Neural networks may help farmers make sure their animals are happy.
What’s new: Researchers led by Elodie Briefer and Ciara Sypherd at University of Copenhagen developed a system that interprets the moods behind a pig’s grunts and squeals.
How it works: The authors trained convolutional neural networks to classify porcine expressions using a database of 7,414 vocal sounds made by animals engaged in 19 situations like feeding, fighting, running, or being led to a slaughterhouse.
- Experts in animal behavior classified each call’s sentiment as positive or negative using the situations as guides. For example, noises recorded while an animal was feeding or being reunited with a familiar snout were labeled positive. Those recorded during a fight or in a slaughterhouse were labeled negative.
- The authors trained two ResNet-50s on spectrograms of the calls. One network classified calls as positive or negative while the other labeled the situation.
Results: The models achieved 91.5 percent accuracy classifying the sentiment of calls and 81.5 percent identifying the situation. A method that classified calls without machine learning achieved 61.7 percent and 19.5 percent respectively.
Behind the news: The noises an animal makes aren’t the only indication of its wellbeing, but they offer a window into its mental state.

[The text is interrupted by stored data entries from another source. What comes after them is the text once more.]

//! TCP transport to one device agent.
//!
//! Each transport owns a socket, a reader task and a response mailbox. The
//! reader task splits the inbound byte stream into frames, decodes them and
//! files responses under their id; callers correlate by waiting on the
//! mailbox. Writes go through a mutex so concurrent senders interleave whole
//! frames, never bytes.

use std::sync::Arc;
use std::time::Duration;

use parking_lot::Mutex;
use tokio::io::{AsyncReadExt, AsyncWriteExt};
use tokio::net::TcpStream;
use tokio::net::tcp::OwnedWriteHalf;
use tokio::sync::Mutex as TokioMutex;
use tokio::task::JoinHandle;

use dtx_protocol::{FrameSplitter, INFO_ID, Message, MsgKind, Registry, codec};

use crate::error::{Error, Result, classify_io};
use crate::info::DeviceInfo;

/// Connection parameters for [`Transport::connect`].
#[derive(Clone)]
pub struct ConnectOptions {
    /// Window during which an actively refused connect keeps being retried.
    /// Covers the gap between launching an agent and it starting to listen.
    pub retry_window: Duration,
    /// Pause between connect attempts inside the retry window.
    pub retry_step: Duration,
    /// How long to wait for the device-info announcement after accept.
    pub handshake_timeout: Duration,
    /// Message registry used to encode and decode frames.
    pub registry: Arc<Registry>,
}

impl ConnectOptions {
    pub fn new(registry: Arc<Registry>) -> Self {
        Self {
            retry_window: Duration::from_secs(2),
            retry_step: Duration::from_millis(100),
            handshake_timeout: Duration::from_secs(5),
            registry,
        }
    }
}

impl Default for ConnectOptions {
    fn default() -> Self {
        Self::new(Arc::new(Registry::with_catalog()))
    }
}

#[derive(Debug, Clone, Copy, PartialEq, Eq)]
enum State {
    Connected,
    Closing,
    Closed,
}

/// Live connection to one device agent.
pub struct Transport {
    addr: String,
    registry: Arc<Registry>,
    writer: TokioMutex<Option<OwnedWriteHalf>>,
    mailbox: Arc<crate::mailbox::Mailbox>,
    state: Arc<Mutex<State>>,
    reader: Mutex<Option<JoinHandle<()>>>,
    info: DeviceInfo,
}

impl Transport {
    /// Connects to `addr`, retrying refused attempts within the retry
    /// window, and waits for the device-info announcement.
    pub async fn connect(addr: &str, options: ConnectOptions) -> Result<Self> {
        let stream = Self::dial(addr, &options).await?;
        let _ = stream.set_nodelay(true);
        let (mut read_half, write_half) = stream.into_split();

        let mailbox = Arc::new(crate::mailbox::Mailbox::new());
        let state = Arc::new(Mutex::new(State::Connected));

        let reader = {
            let mailbox = Arc::clone(&mailbox);
            let state = Arc::clone(&state);
            let registry = Arc::clone(&options.registry);
            let addr = addr.to_string();
            tokio::spawn(async move {
                let mut splitter = FrameSplitter::new();
                let mut buf = [0u8; 4096];
                loop {
                    match read_half.read(&mut buf).await {
                        Ok(0) => {
                            let quiet = *state.lock() != State::Connected;
                            if !quiet {
                                tracing::debug!(%addr, "device closed the connection");
                            }
                            mailbox.fail(Error::ConnectionLost(
                                "connection closed by device".into(),
                            ));
                            break;
                        }
                        Ok(n) => {
                            splitter.push(&buf[..n]);
                            while let Some(frame) = splitter.next_frame() {
                                match codec::decode_message(&frame, &registry, true) {
                                    Ok(msg) if msg.kind == MsgKind::Response => {
                                        tracing::trace!(id = msg.id, name = %msg.name, "response");
                                        mailbox.deliver(msg);
                                    }
                                    Ok(msg) => {
                                        tracing::warn!(
                                            name = %msg.name,
                                            "ignoring unexpected request from device"
                                        );
                                    }
                                    Err(err) => {
                                        tracing::warn!(%err, "dropping undecodable frame");
                                    }
                                }
                            }
                        }
                        Err(err) if err.kind() == std::io::ErrorKind::Interrupted => continue,
                        Err(err) => {
                            let classified = classify_io(&addr, &err);
                            tracing::debug!(%addr, %err, "read failed");
                            mailbox.fail(classified);
                            break;
                        }
                    }
                }
                *state.lock() = State::Closed;
            })
        };

        // The agent announces itself with an unsolicited info response.
        let announcement = mailbox
            .wait(INFO_ID, Some(options.handshake_timeout))
            .await?
            .ok_or(Error::Handshake(options.handshake_timeout))?;
        let info = DeviceInfo::from_message(&announcement)?;
        tracing::debug!(addr, version = %info.version, locale = %info.locale, "device connected");

        Ok(Self {
            addr: addr.to_string(),
            registry: options.registry,
            writer: TokioMutex::new(Some(write_half)),
            mailbox,
            state,
            reader: Mutex::new(Some(reader)),
            info,
        })
    }

    async fn dial(addr: &str, options: &ConnectOptions) -> Result<TcpStream> {
        let deadline = tokio::time::Instant::now() + options.retry_window;
        loop {
            match TcpStream::connect(addr).await {
                Ok(stream) => return Ok(stream),
                Err(err) if err.kind() == std::io::ErrorKind::ConnectionRefused => {
                    if tokio::time::Instant::now() >= deadline {
                        return Err(Error::ConnectionRefused {
                            addr: addr.to_string(),
                        });
                    }
                    tokio::time::sleep(options.retry_step).await;
                }
                Err(err) => return Err(classify_io(addr, &err)),
            }
        }
    }

    /// Device self-description captured during the handshake.
    pub fn info(&self) -> &DeviceInfo {
        &self.info
    }

    pub fn addr(&self) -> &str {
        &self.addr
    }

    pub fn is_connected(&self) -> bool {
        *self.state.lock() == State::Connected
    }

    /// Sends one request frame.
    pub async fn send(&self, msg: &Message) -> Result<()> {
        if !self.is_connected() {
            return Err(Error::Closed);
        }
        let frame = codec::encode_frame(msg, &self.registry)?;
        let mut writer = self.writer.lock().await;
        let Some(writer) = writer.as_mut() else {
            return Err(Error::Closed);
        };
        tracing::trace!(id = msg.id, target = %msg.target, name = %msg.name, "request");
        if let Err(err) = writer.write_all(&frame).await {
            let classified = classify_io(&self.addr, &err);
            self.mailbox.fail(classified.clone());
            *self.state.lock() = State::Closed;
            return Err(classified);
        }
        Ok(())
    }

    /// Waits for the response to `id`.
    pub async fn response(&self, id: i64, timeout: Option<Duration>) -> Result<Message> {
        match self.mailbox.wait(id, timeout).await? {
            Some(msg) => Ok(msg),
            None => Err(Error::ResponseTimeout {
                id,
                timeout: timeout.unwrap_or_default(),
            }),
        }
    }

    /// Closes the connection and logs responses nobody claimed.
    pub async fn disconnect(&self) {
        {
            let mut state = self.state.lock();
            if *state != State::Connected {
                return;
            }
            *state = State::Closing;
        }
        if let Some(mut writer) = self.writer.lock().await.take() {
            let _ = writer.shutdown().await;
        }
        let reader = self.reader.lock().take();
        if let Some(reader) = reader {
            let _ = reader.await;
        }
        self.mailbox.fail(Error::Closed);
        for orphan in self.mailbox.drain_orphans() {
            tracing::debug!(id = orphan.id, name = %orphan.name, "unclaimed response at disconnect");
        }
        *self.state.lock() = State::Closed;
    }
}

- Earlier work used feed-forward and generalized regression neural networks to forecast feeding behavior and detect pneumonia in pigs.
- Researchers at several universities in South Korea developed a convolutional neural network that classified whether cows were hungry, in heat, or coughing based on their utterances.
- Such technology could help humans, too. Zoundream, a startup based in Basel and Barcelona, plans to market a translator that interprets infant cries as expressions of hunger, pain, gas, or needing a hug.
Why it matters: The authors plan to develop a tool that would monitor hogs’ behavior and anticipate their needs. Science has shown that animals are capable of complex emotions, prompting countries like Australia and the United Kingdom to pass laws that protect livestock welfare. Systems that evaluate animals’ emotional states could help farms stay in regulatory compliance and make better homes for the creatures in their care, as well as reassure consumers that their food was produced humanely.
We’re thinking: This work has awakened our interest in programming with EIEIO.